Starting this weekend, the Madison Savoyards presents Die Fledermaus, or The Bat, by Johann Strauss Jr. — sung in English with supertitles — at UW Music Hall at the base of Bascom Hill.

Evening performances are on Friday, July 20; Friday, July 27; and Saturday, July 28; matinees are at 3 p.m. on Saturday, July 21; Sunday, July 22; and Sunday, July 29.

Ticket prices are $30 for the public; $28 for seniors; $15 for students and youth under 17; and $5 for children under 5. Tickets can be purchased through UW Box Office at (608) 265-2787, www.arts.wisc.edu, or in person at the door. Group sales of 10 or more available by telephone only.

For more information, go to the website: www.madisonsavoyards.org

The production marks the 55th anniversary of the Madison Savoyards, best known for presenting the operettas of Gilbert and Sullivan.
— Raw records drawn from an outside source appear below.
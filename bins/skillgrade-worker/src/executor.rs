/// Request Executor - one queued submission, end to end
///
/// **Steps:**
/// 1. Load the assessment and its job (missing job → configured default cutoff)
/// 2. Score the answers with the aggregator
/// 3. Persist the result, which marks the assessment completed
/// 4. Refresh the job leaderboard under the distributed ranking lock
///
/// **Failures:**
/// - Before step 3 the request is pushed back onto the queue, up to [`MAX_ATTEMPTS`]
///   attempts in total. After that the assessment is marked failed with the reason.
/// - A failed refresh in step 4 is logged only. The result is already stored and the
///   next completion for the job recomputes the whole leaderboard.
use anyhow::{anyhow, Context, Result};
use chrono::{DateTime, Utc};
use skillgrade_common::config::ScoringConfig;
use skillgrade_common::store::{
    AssessmentStore, CohortStore, EvaluationQueue, QuestionStore, RankingLock, ResultSink,
};
use skillgrade_common::types::{Assessment, AssessmentResult, EvaluationRequest, Job};
use skillgrade_engine::{Aggregator, CodeRunner, RankingUpdater};
use std::time::{Duration, Instant};
use tokio::sync::watch;
use tracing::{error, info, instrument, warn};

pub const MAX_ATTEMPTS: u32 = 3;
const POLL_TIMEOUT: Duration = Duration::from_secs(5);
const QUEUE_ERROR_BACKOFF: Duration = Duration::from_secs(1);

/// Everything the worker needs from its backing store
pub trait WorkerStore:
    QuestionStore
    + ResultSink
    + CohortStore
    + AssessmentStore
    + EvaluationQueue
    + RankingLock
    + Clone
    + 'static
{
}

impl<T> WorkerStore for T where
    T: QuestionStore
        + ResultSink
        + CohortStore
        + AssessmentStore
        + EvaluationQueue
        + RankingLock
        + Clone
        + 'static
{
}

pub struct Executor<S, R> {
    store: S,
    aggregator: Aggregator<S, R>,
    ranking: RankingUpdater<S>,
    poll_timeout: Duration,
}

impl<S: WorkerStore, R: CodeRunner> Executor<S, R> {
    pub fn new(store: S, runner: R, config: ScoringConfig) -> Self {
        Self {
            aggregator: Aggregator::new(store.clone(), runner, config),
            ranking: RankingUpdater::new(store.clone()),
            store,
            poll_timeout: POLL_TIMEOUT,
        }
    }

    /// How long one queue poll blocks, which bounds how late shutdown is noticed
    pub fn with_poll_timeout(mut self, poll_timeout: Duration) -> Self {
        self.poll_timeout = poll_timeout;
        self
    }

    /// Consume requests until `shutdown` turns true. A request that has been popped
    /// is always handled to the end; shutdown is only checked between requests.
    #[instrument(skip_all)]
    pub async fn run(&self, shutdown: watch::Receiver<bool>) {
        while !*shutdown.borrow() {
            match self.store.pop_request(self.poll_timeout).await {
                Ok(Some(request)) => self.handle(request).await,
                Ok(None) => continue,
                Err(e) => {
                    error!(error = %e, "Queue error");
                    tokio::time::sleep(QUEUE_ERROR_BACKOFF).await;
                }
            }
        }
        info!("Worker loop stopped");
    }

    pub async fn handle(&self, request: EvaluationRequest) {
        info!(
            request_id = %request.id,
            assessment_id = %request.assessment_id,
            answers = request.answers.len(),
            attempt = request.attempts + 1,
            "Received evaluation request"
        );

        let start = Instant::now();
        match self.process(&request).await {
            Ok(result) => info!(
                request_id = %request.id,
                assessment_id = %request.assessment_id,
                total_score = result.total_score,
                is_passed = result.is_passed,
                execution_ms = start.elapsed().as_millis() as u64,
                "Evaluation completed"
            ),
            Err(e) => self.retry_or_fail(request, e).await,
        }
    }

    async fn retry_or_fail(&self, mut request: EvaluationRequest, failure: anyhow::Error) {
        request.attempts += 1;

        if request.attempts < MAX_ATTEMPTS {
            match self.store.push_request(&request).await {
                Ok(()) => {
                    warn!(
                        request_id = %request.id,
                        assessment_id = %request.assessment_id,
                        attempts = request.attempts,
                        error = ?failure,
                        "Evaluation failed, request requeued"
                    );
                    return;
                }
                Err(e) => error!(
                    request_id = %request.id,
                    error = %e,
                    "Failed to requeue request"
                ),
            }
        }

        error!(
            request_id = %request.id,
            assessment_id = %request.assessment_id,
            attempts = request.attempts,
            error = ?failure,
            "Evaluation failed, assessment marked failed"
        );
        let reason = format!("{:#}", failure);
        if let Err(e) = self.store.mark_failed(&request.assessment_id, &reason).await {
            error!(
                assessment_id = %request.assessment_id,
                error = %e,
                "Failed to record evaluation failure"
            );
        }
    }

    pub async fn process(&self, request: &EvaluationRequest) -> Result<AssessmentResult> {
        let assessment = self
            .store
            .load_assessment(&request.assessment_id)
            .await
            .context("Failed to load assessment")?
            .ok_or_else(|| anyhow!("Assessment {} not found", request.assessment_id))?;

        let job = match self
            .store
            .load_job(&assessment.job_id)
            .await
            .context("Failed to load job")?
        {
            Some(job) => job,
            None => {
                warn!(job_id = %assessment.job_id, "Job record missing, using default cutoff");
                Job::new(assessment.job_id.clone())
            }
        };

        let result = self
            .aggregator
            .evaluate_assessment(&assessment, &job, &request.answers)
            .await?;

        let assessment = with_elapsed_time(assessment, Utc::now());
        self.store
            .store_result(&assessment, &result)
            .await
            .context("Failed to persist result")?;
        info!(assessment_id = %assessment.id, "Result persisted");

        if let Err(e) = self.refresh_leaderboard(&job.id).await {
            error!(job_id = %job.id, error = ?e, "Leaderboard refresh failed");
        }
        Ok(result)
    }

    async fn refresh_leaderboard(&self, job_id: &str) -> Result<()> {
        let lock = self
            .store
            .lock_ranking(job_id)
            .await
            .context("Failed to acquire ranking lock")?;

        let refreshed = self.ranking.refresh(job_id).await;

        match self.store.unlock_ranking(lock).await {
            Ok(true) => {}
            Ok(false) => warn!(job_id = %job_id, "Ranking lock expired before release"),
            Err(e) => warn!(job_id = %job_id, error = %e, "Failed to release ranking lock"),
        }

        let entries = refreshed?;
        info!(job_id = %job_id, entries = entries.len(), "Leaderboard updated");
        Ok(())
    }
}

/// Fill in `time_taken_secs` from the start time when the transport did not record it
fn with_elapsed_time(mut assessment: Assessment, now: DateTime<Utc>) -> Assessment {
    if assessment.time_taken_secs.is_none() {
        if let Some(started) = assessment.started_at {
            let finished = assessment.completed_at.unwrap_or(now);
            let secs = (finished - started).num_seconds();
            if secs > 0 {
                assessment.time_taken_secs = Some(secs as u64);
            }
        }
    }
    assessment
}
mod commands;

use anyhow::Result;
use clap::{Parser, Subcommand};
use std::path::PathBuf;

#[derive(Parser)]
#[command(name = "skillgrade-cli")]
#[command(about = "Skillgrade CLI - Evaluate submissions, seed data and inspect rankings", long_about = None)]
struct Cli {
    #[command(subcommand)]
    command: Commands,
}

#[derive(Subcommand)]
enum Commands {
    /// Score a submission locally without Redis
    Evaluate {
        /// Questions JSON file
        #[arg(short, long)]
        questions: PathBuf,

        /// Submission JSON file (answers, optional assessment)
        #[arg(short, long)]
        submission: PathBuf,

        /// Job JSON file providing the cutoff score
        #[arg(short, long)]
        job: Option<PathBuf>,

        /// Language registry (defaults to SKILLGRADE_LANGUAGES or config/languages.json)
        #[arg(short, long)]
        languages: Option<PathBuf>,
    },

    /// Store questions, a job and assessments in Redis
    Seed {
        #[arg(short, long)]
        questions: Option<PathBuf>,

        #[arg(short, long)]
        job: Option<PathBuf>,

        /// JSON array of assessment records
        #[arg(short, long)]
        assessments: Option<PathBuf>,
    },

    /// Queue a submission for the worker
    Enqueue {
        #[arg(short, long)]
        submission: PathBuf,

        /// Overrides the assessment id carried by the submission
        #[arg(short, long)]
        assessment_id: Option<String>,
    },

    /// Print a job's leaderboard
    Leaderboard {
        #[arg(short, long)]
        job_id: String,
    },

    /// Print a candidate's performance report
    Report {
        #[arg(short, long)]
        candidate_id: String,

        /// Compare against this job's required skills
        #[arg(short, long)]
        job_id: Option<String>,
    },

    /// List configured languages
    Languages {
        #[arg(short, long)]
        languages: Option<PathBuf>,
    },
}

#[tokio::main]
async fn main() -> Result<()> {
    tracing_subscriber::fmt()
        .with_env_filter(
            tracing_subscriber::EnvFilter::try_from_default_env()
                .unwrap_or_else(|_| tracing_subscriber::EnvFilter::new("warn")),
        )
        .with_target(false)
        .with_writer(std::io::stderr)
        .init();

    let cli = Cli::parse();

    match cli.command {
        Commands::Evaluate {
            questions,
            submission,
            job,
            languages,
        } => {
            commands::evaluate(&questions, &submission, job.as_deref(), languages.as_deref())
                .await?;
        }
        Commands::Seed {
            questions,
            job,
            assessments,
        } => {
            commands::seed(questions.as_deref(), job.as_deref(), assessments.as_deref()).await?;
        }
        Commands::Enqueue {
            submission,
            assessment_id,
        } => {
            commands::enqueue(&submission, assessment_id.as_deref()).await?;
        }
        Commands::Leaderboard { job_id } => {
            commands::leaderboard(&job_id).await?;
        }
        Commands::Report {
            candidate_id,
            job_id,
        } => {
            commands::report(&candidate_id, job_id.as_deref()).await?;
        }
        Commands::Languages { languages } => {
            commands::list_languages(languages.as_deref())?;
        }
    }

    Ok(())
}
For this production, board director J. Adam Shelton makes his debut as stage director and Kyle Knox (below), a UW-Madison graduate, returns as music director and conductor. He is also the music director of the Wisconsin Youth Symphony Orchestras and the new associate conductor of the Madison Symphony Orchestra. (You can hear the popular Overture to Die Fledermaus in the YouTube video at the bottom.)

Die Fledermaus is the story of a romantically stale couple that learns to love again all the while playing the fools in this comedy of errors.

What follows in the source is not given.